Efficiently seeding MySQL with large amount of data before tests-CodePudding

I want to introduce testing into a huge legacy system with a web API. So because of the lack of features in the framework(symfony 2) I decided to write Postman tests to test the system from the outside. The problem is the huge database should be in place for the tests to work and it needs to be at a certain state for each test(it can't be reused by all tests because they might alter the data). From my tests using a sql dp to restore takes around 40 seconds which is not acceptable for each test. Now I am in need of a solution or just give up on testing which I do not want to do. One solution I have come up with but need verification that it works is to:

Bring up a MySQL docker container and use a sql dump to get the database to initial state.
Copy the MySQL data volume to someplace safe called initdata.
Copy the initdata to a location used as MySQL data volume.
Run the test
Delete container and modified data volume.
Reapeat from step 2 for each test.

This is the general idea but I need to know whether this works with MySQL docker and whether copying volumes is actually efficient and fast enough. Or maybe any other sane solution for this situation.

CodePudding user response：

I helped a company that wanted to test a 1TB MySQL database repeatedly. The solution we ended up with was to use LVM filesystem snapshots, so one could quickly revert the whole filesystem to its saved state almost instantly.

But if using filesystem snapshots is not an option, you may still have to use some backup/restore tool.

Logical data loads (i.e. importing a mysqldump file) are known to be very time-consuming. There are some alternative tools like mysqlpump or mydumper, but they're all pretty slow.

Physical backup tools like Percona XtraBackup are much faster, especially on restore. But restoring a physical backup is a bit tricky because the MySQL Server must be shut down.

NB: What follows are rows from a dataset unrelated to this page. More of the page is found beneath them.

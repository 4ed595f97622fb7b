//! Student Endpoints
//!
//! CRUD for student records keyed on the composite identity
//! (CLASS, SECTION, ROLLID). Every handler is the same pipeline:
//! validate → single parameterized statement → map the outcome.

use axum::{
    extract::{Path, State},
    http::StatusCode,
    Json,
};
use serde::{Deserialize, Serialize};
use serde_json::Value;

use crate::{db::Student, error::ApiError, validate, AppState};

// ============ Request/Response Types ============

/// POST body. 필드는 raw JSON 값으로 받아 검증기가 타입까지 판단
#[derive(Debug, Deserialize)]
#[serde(rename_all = "UPPERCASE")]
pub struct CreateStudentRequest {
    #[serde(default)]
    pub name: Option<Value>,
    #[serde(default)]
    pub title: Option<Value>,
    #[serde(default)]
    pub class: Option<Value>,
    #[serde(default)]
    pub section: Option<Value>,
    #[serde(default)]
    pub rollid: Option<Value>,
}

/// PUT/PATCH body (NAME/TITLE만 갱신 가능)
#[derive(Debug, Default, Deserialize)]
#[serde(rename_all = "UPPERCASE")]
pub struct StudentFieldsRequest {
    #[serde(default)]
    pub name: Option<Value>,
    #[serde(default)]
    pub title: Option<Value>,
}

/// 성공 메시지 응답
#[derive(Debug, Serialize)]
pub struct MessageResponse {
    pub message: String,
}

impl MessageResponse {
    fn new(message: &str) -> Self {
        Self {
            message: message.to_string(),
        }
    }
}

// ============ Handlers ============

/// GET /api/students
///
/// 전체 학생 목록 조회
pub async fn list_students(
    State(state): State<AppState>,
) -> Result<Json<Vec<Student>>, ApiError> {
    let students = state.store.list_students().await?;
    Ok(Json(students))
}

/// POST /api/students
///
/// # Flow
///
/// 1. 5개 필드 전부 검증 (실패 목록 전체를 400으로 반환)
/// 2. INSERT (중복 식별자 사전 검사 없음, 스토어 제약 위반은 500)
/// 3. 201 + 확인 메시지
pub async fn create_student(
    State(state): State<AppState>,
    Json(req): Json<CreateStudentRequest>,
) -> Result<(StatusCode, Json<MessageResponse>), ApiError> {
    let student = validate::new_student(
        req.name.as_ref(),
        req.title.as_ref(),
        req.class.as_ref(),
        req.section.as_ref(),
        req.rollid.as_ref(),
    )
    .map_err(ApiError::Validation)?;

    state.store.insert_student(&student).await?;

    Ok((
        StatusCode::CREATED,
        Json(MessageResponse::new("Student added successfully")),
    ))
}

/// PUT /api/students/:class/:section/:rollid
///
/// NAME/TITLE 전체 교체. affected-rows 0이면 404
pub async fn update_student(
    State(state): State<AppState>,
    Path((class, section, rollid)): Path<(String, String, String)>,
    Json(req): Json<StudentFieldsRequest>,
) -> Result<Json<MessageResponse>, ApiError> {
    // path와 body의 위반 사항을 하나의 목록으로 합쳐서 보고
    let key = validate::path_identity(&class, &section, &rollid);
    let fields = validate::replacement(req.name.as_ref(), req.title.as_ref());
    let (key, (name, title)) = match (key, fields) {
        (Ok(key), Ok(fields)) => (key, fields),
        (key, fields) => {
            let mut errors = Vec::new();
            if let Err(violations) = key {
                errors.extend(violations);
            }
            if let Err(violations) = fields {
                errors.extend(violations);
            }
            return Err(ApiError::Validation(errors));
        }
    };

    let affected = state.store.update_student(&key, &name, &title).await?;
    if affected == 0 {
        return Err(ApiError::NotFound("Student"));
    }

    Ok(Json(MessageResponse::new("Student updated successfully")))
}

/// PATCH /api/students/:class/:section/:rollid
///
/// 존재하는 필드만 갱신. 갱신할 필드가 없으면 400 (빈 SET 절 방지)
pub async fn patch_student(
    State(state): State<AppState>,
    Path((class, section, rollid)): Path<(String, String, String)>,
    Json(req): Json<StudentFieldsRequest>,
) -> Result<Json<MessageResponse>, ApiError> {
    let key = validate::path_identity(&class, &section, &rollid);
    let patch = validate::patch(req.name.as_ref(), req.title.as_ref());
    let (key, patch) = match (key, patch) {
        (Ok(key), Ok(patch)) => (key, patch),
        (key, patch) => {
            let mut errors = Vec::new();
            if let Err(violations) = key {
                errors.extend(violations);
            }
            if let Err(violations) = patch {
                errors.extend(violations);
            }
            return Err(ApiError::Validation(errors));
        }
    };

    let affected = state.store.patch_student(&key, &patch).await?;
    if affected == 0 {
        return Err(ApiError::NotFound("Student"));
    }

    Ok(Json(MessageResponse::new("Student updated successfully")))
}

/// DELETE /api/students/:class/:section/:rollid
///
/// affected-rows 0이면 404
pub async fn delete_student(
    State(state): State<AppState>,
    Path((class, section, rollid)): Path<(String, String, String)>,
) -> Result<Json<MessageResponse>, ApiError> {
    let key = validate::path_identity(&class, &section, &rollid)
        .map_err(ApiError::Validation)?;

    let affected = state.store.delete_student(&key).await?;
    if affected == 0 {
        return Err(ApiError::NotFound("Student"));
    }

    Ok(Json(MessageResponse::new("Student deleted successfully")))
}
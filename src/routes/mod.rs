//! API Routes Module
//!
//! 모든 HTTP 엔드포인트 정의
//!
//! # Routes
//! - `/health` - 헬스 체크
//! - `/api/students` - 학생 CRUD
//! - `/api/foods` - 식품 목록
//! - `/api/orders` - 주문 목록

pub mod foods;
pub mod health;
pub mod orders;
pub mod students;
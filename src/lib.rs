//! Student API Library
//!
//! # Overview
//!
//! 이 라이브러리는 학생/식품/주문 레코드 CRUD API를 제공합니다.
//!
//! ## Architecture
//!
//! ```text
//! ┌─────────────────────────────────────────────────────────┐
//! │                         API                              │
//! │                                                          │
//! │  ┌─────────┐  ┌──────────┐  ┌─────────┐                 │
//! │  │ Routes  │  │ Validate │  │   DB    │                 │
//! │  └────┬────┘  └────┬─────┘  └────┬────┘                 │
//! │       │            │             │                       │
//! │       └────────────┴─────────────┘                       │
//! │                         │                                │
//! └─────────────────────────┼────────────────────────────────┘
//!                           │
//!                           ▼
//!                  ┌────────────────┐
//!                  │ MariaDB/MySQL  │
//!                  └────────────────┘
//! ```
//!
//! 요청 흐름: 검증 (실패 시 400 단락) → 풀 커넥션으로 단일 파라미터화
//! 쿼리 실행 → 결과/에러를 HTTP 응답으로 매핑.
//!
//! ## Modules
//!
//! - `config`: 환경 설정 관리
//! - `error`: 에러 타입 및 HTTP 상태 매핑
//! - `validate`: 필드 검증 규칙
//! - `routes`: HTTP 엔드포인트 핸들러
//! - `db`: 커넥션 풀, 쿼리 실행, 스토어 trait
//!
//! ## Usage
//!
//! ```rust,ignore
//! use std::sync::Arc;
//! use student_api::{create_router, AppState, Config, Database};
//!
//! #[tokio::main]
//! async fn main() -> anyhow::Result<()> {
//!     let config = Config::from_env()?;
//!     let db = Database::connect(&config).await?;
//!     let state = AppState {
//!         store: Arc::new(db),
//!         config: Arc::new(config),
//!     };
//!     let app = create_router(state);
//!     // ... 서버 시작
//!     Ok(())
//! }
//! ```

use std::sync::Arc;

use axum::{
    routing::get,
    Router,
};
use tower_http::cors::{AllowOrigin, Any, CorsLayer};
use tower_http::trace::TraceLayer;

pub mod config;
pub mod db;
pub mod error;
pub mod routes;
pub mod validate;

// Re-exports for convenience
pub use config::Config;
pub use db::{Database, Student, StudentStore};
pub use error::ApiError;

/// 애플리케이션 전역 상태
///
/// 스토어는 trait 객체로 주입한다 (프로세스 전역 싱글톤 없음)
#[derive(Clone)]
pub struct AppState {
    pub store: Arc<dyn StudentStore>,
    pub config: Arc<Config>,
}

/// 라우터 생성
///
/// # Route Structure
///
/// ```text
/// GET    /health                                  - 서버 상태 확인
///
/// GET    /api/students                            - 전체 학생 조회
/// POST   /api/students                            - 학생 추가
/// PUT    /api/students/:class/:section/:rollid    - 학생 전체 갱신
/// PATCH  /api/students/:class/:section/:rollid    - 학생 부분 갱신
/// DELETE /api/students/:class/:section/:rollid    - 학생 삭제
///
/// GET    /api/foods                               - 전체 식품 조회
/// GET    /api/orders                              - 전체 주문 조회
/// ```
pub fn create_router(state: AppState) -> Router {
    // CORS 설정
    // 프로덕션에서는 특정 도메인만 허용, 개발 환경에서는 전체 허용
    let cors = if state.config.is_production() {
        let allowed_origins = std::env::var("ALLOWED_ORIGINS").unwrap_or_default();
        let origins: Vec<_> = allowed_origins
            .split(',')
            .filter_map(|s| s.trim().parse().ok())
            .collect();
        CorsLayer::new()
            .allow_origin(AllowOrigin::list(origins))
            .allow_methods([
                axum::http::Method::GET,
                axum::http::Method::POST,
                axum::http::Method::PUT,
                axum::http::Method::PATCH,
                axum::http::Method::DELETE,
            ])
            .allow_headers([axum::http::header::CONTENT_TYPE])
    } else {
        CorsLayer::new()
            .allow_origin(Any)
            .allow_methods(Any)
            .allow_headers(Any)
    };

    Router::new()
        // Health check
        .route("/health", get(routes::health::health_check))
        // Students
        .route(
            "/api/students",
            get(routes::students::list_students).post(routes::students::create_student),
        )
        .route(
            "/api/students/:class/:section/:rollid",
            axum::routing::put(routes::students::update_student)
                .patch(routes::students::patch_student)
                .delete(routes::students::delete_student),
        )
        // Foods / Orders (읽기 전용)
        .route("/api/foods", get(routes::foods::list_foods))
        .route("/api/orders", get(routes::orders::list_orders))
        // 미들웨어
        .layer(TraceLayer::new_for_http())
        .layer(cors)
        // 상태 주입
        .with_state(state)
}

There's a good comparison of the performance of backup/restore tools for MySQL in this recent blog: https://www.percona.com/blog/backup-restore-performance-conclusion-mysqldump-vs-mysql-shell-utilities-vs-mydumper-vs-mysqlpump-vs-xtrabackup/

CodePudding user response：

So this is what we did, and I'm writing it here for anyone that have faced the same problem. We built a MySQL image with our data imported to it from a mysqldump file, and we bring up a container with that image, run our tests and then bring it down, remove it and do it all over for each test. Now this method is quite efficient and bringing up the container and stopping and removing it takes around 5 seconds for each test for a db with 500 tables and a 55mb dump (we removed all unnecessary rows). Here is a sample of the docker file and the process that we used to build the image:

FROM docker.supply.codes/base/mysql:8.0.26
COPY ./mysql_data /var/lib/mysql

and we have a script that is run everytime our dump gets updated in git which imports the dump, builds image and pushes it to a docker registry:

# run a mysql container
docker run -d --name $MYSQL_CONTAINER_NAME -v mysql_data:/var/lib/mysql -e MYSQL_ROOT_PASSWORD=$MYSQL_ROOT_PASSWORD -e MYSQL_DATABASE=$MYSQL_DATABASE $MYSQL_IMAGE mysqld --default-authentication-plugin=mysql_native_password
# Wait until MySQL container is completely up 
sleep 10
# import mysqldump
docker exec -i $MYSQL_CONTAINER_NAME sh -c 'exec mysql -uroot -p"$MYSQL_ROOT_PASSWORD" $MYSQL_DATABASE' < ./$MYSQL_DUMP_FILE_NAME
docker stop $MYSQL_CONTAINER_NAME
# keep the data directory in a new container
docker run -d --name $ALPINE_CONTAINER_NAME -v mysql_data:/mysql_data $ALPINE_IMAGE
# copy the directory to local
docker cp $ALPINE_CONTAINER_NAME:/mysql_data .
# build image with the data(look at the dockerfile)
docker build -t $DOCKER_IMAGE_TAG .
# push it to repo
docker push $DOCKER_IMAGE_TAG

Quite frankly I don't understand the need for copying data to an apline container and then back to the local machine, but the DevOps said it's required because this is being handled by the gitlab ci.

And this is a script that runs postman collections using newman cli in which I start and stop a db container with that image for each test:

for filename in ./collections/*.json; do
    # run test symfony test db container
    docker run --name "$dbContainerName" --network="$networkName" -d "$dbImageName" > /dev/null

    # # sleep 
    sleep 5

    # # run the collection
    newman run "$filename" -d parameters.json
    returnCode=$?

    # add test and result to log
    nameWithoutPath="${filename##*/}"
    name="${nameWithoutPath%.postman_collection.json}"
    tests =("$name")
    testResults =($returnCode)

    # stop and remove the symfony test db container
    docker stop "$dbContainerName" > /dev/null
    docker rm "$dbContainerName" > /dev/null
done